== Task instructions ==
Reproduce the records word for word, from the first line to the line containing "pub fn run(cli: Cli)".

*** Information supplied

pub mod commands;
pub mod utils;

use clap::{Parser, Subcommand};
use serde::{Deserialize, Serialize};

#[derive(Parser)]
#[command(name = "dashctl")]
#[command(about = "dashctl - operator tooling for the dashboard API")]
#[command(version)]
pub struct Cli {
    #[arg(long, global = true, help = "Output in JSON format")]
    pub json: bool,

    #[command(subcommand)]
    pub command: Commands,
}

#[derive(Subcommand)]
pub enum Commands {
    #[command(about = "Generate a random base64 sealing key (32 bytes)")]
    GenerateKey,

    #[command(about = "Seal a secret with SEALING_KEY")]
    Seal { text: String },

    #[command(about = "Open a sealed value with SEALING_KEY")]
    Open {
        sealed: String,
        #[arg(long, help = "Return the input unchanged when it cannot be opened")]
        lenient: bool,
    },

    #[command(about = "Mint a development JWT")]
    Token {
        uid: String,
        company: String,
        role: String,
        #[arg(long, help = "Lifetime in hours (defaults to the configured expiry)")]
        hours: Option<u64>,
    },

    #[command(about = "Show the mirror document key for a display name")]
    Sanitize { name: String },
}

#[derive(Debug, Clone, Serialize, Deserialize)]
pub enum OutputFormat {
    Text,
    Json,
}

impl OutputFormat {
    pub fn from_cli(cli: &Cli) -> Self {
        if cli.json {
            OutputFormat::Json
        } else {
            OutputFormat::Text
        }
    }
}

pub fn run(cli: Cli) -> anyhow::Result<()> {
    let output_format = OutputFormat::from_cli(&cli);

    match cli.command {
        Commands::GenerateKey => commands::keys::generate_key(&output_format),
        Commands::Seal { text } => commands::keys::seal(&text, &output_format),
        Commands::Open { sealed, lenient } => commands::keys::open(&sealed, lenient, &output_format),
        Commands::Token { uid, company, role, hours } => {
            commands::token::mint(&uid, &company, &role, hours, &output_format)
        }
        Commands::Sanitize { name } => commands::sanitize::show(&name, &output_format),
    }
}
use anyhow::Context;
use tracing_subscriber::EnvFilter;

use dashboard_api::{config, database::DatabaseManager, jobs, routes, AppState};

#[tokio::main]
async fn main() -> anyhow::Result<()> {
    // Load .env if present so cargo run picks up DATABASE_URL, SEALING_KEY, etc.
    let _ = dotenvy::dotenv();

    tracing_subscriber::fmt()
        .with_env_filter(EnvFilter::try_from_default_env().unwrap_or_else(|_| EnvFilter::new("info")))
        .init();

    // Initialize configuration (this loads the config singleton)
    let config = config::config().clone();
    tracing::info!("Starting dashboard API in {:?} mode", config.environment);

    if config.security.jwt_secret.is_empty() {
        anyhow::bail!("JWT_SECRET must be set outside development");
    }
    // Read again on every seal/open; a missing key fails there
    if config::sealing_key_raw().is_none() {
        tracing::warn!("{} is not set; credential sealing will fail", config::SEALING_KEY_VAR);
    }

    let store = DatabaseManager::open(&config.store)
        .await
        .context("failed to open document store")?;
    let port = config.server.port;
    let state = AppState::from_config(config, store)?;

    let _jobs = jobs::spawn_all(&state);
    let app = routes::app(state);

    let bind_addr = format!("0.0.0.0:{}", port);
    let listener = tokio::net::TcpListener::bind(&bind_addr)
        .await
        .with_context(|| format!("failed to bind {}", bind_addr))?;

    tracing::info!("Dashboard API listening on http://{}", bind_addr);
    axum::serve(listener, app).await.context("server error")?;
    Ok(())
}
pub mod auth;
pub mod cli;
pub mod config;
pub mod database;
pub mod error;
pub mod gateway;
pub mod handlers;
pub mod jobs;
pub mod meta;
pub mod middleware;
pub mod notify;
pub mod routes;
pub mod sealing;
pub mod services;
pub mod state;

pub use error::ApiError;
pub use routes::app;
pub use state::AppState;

******

== Written response ==
pub mod commands;
pub mod utils;

use clap::{Parser, Subcommand};
use serde::{Deserialize, Serialize};

#[derive(Parser)]
#[command(name = "dashctl")]
#[command(about = "dashctl - operator tooling for the dashboard API")]
#[command(version)]
pub struct Cli {
    #[arg(long, global = true, help = "Output in JSON format")]
    pub json: bool,

    #[command(subcommand)]
    pub command: Commands,
}

#[derive(Subcommand)]
pub enum Commands {
    #[command(about = "Generate a random base64 sealing key (32 bytes)")]
    GenerateKey,

    #[command(about = "Seal a secret with SEALING_KEY")]
    Seal { text: String },

    #[command(about = "Open a sealed value with SEALING_KEY")]
    Open {
        sealed: String,
        #[arg(long, help = "Return the input unchanged when it cannot be opened")]
        lenient: bool,
    },

    #[command(about = "Mint a development JWT")]
    Token {
        uid: String,
        company: String,
        role: String,
        #[arg(long, help = "Lifetime in hours (defaults to the configured expiry)")]
        hours: Option<u64>,
    },

    #[command(about = "Show the mirror document key for a display name")]
    Sanitize { name: String },
}

#[derive(Debug, Clone, Serialize, Deserialize)]
pub enum OutputFormat {
    Text,
    Json,
}

impl OutputFormat {
    pub fn from_cli(cli: &Cli) -> Self {
        if cli.json {
            OutputFormat::Json
        } else {
            OutputFormat::Text
        }
    }
}

pub fn run(cli: Cli) -> anyhow::Result<()> {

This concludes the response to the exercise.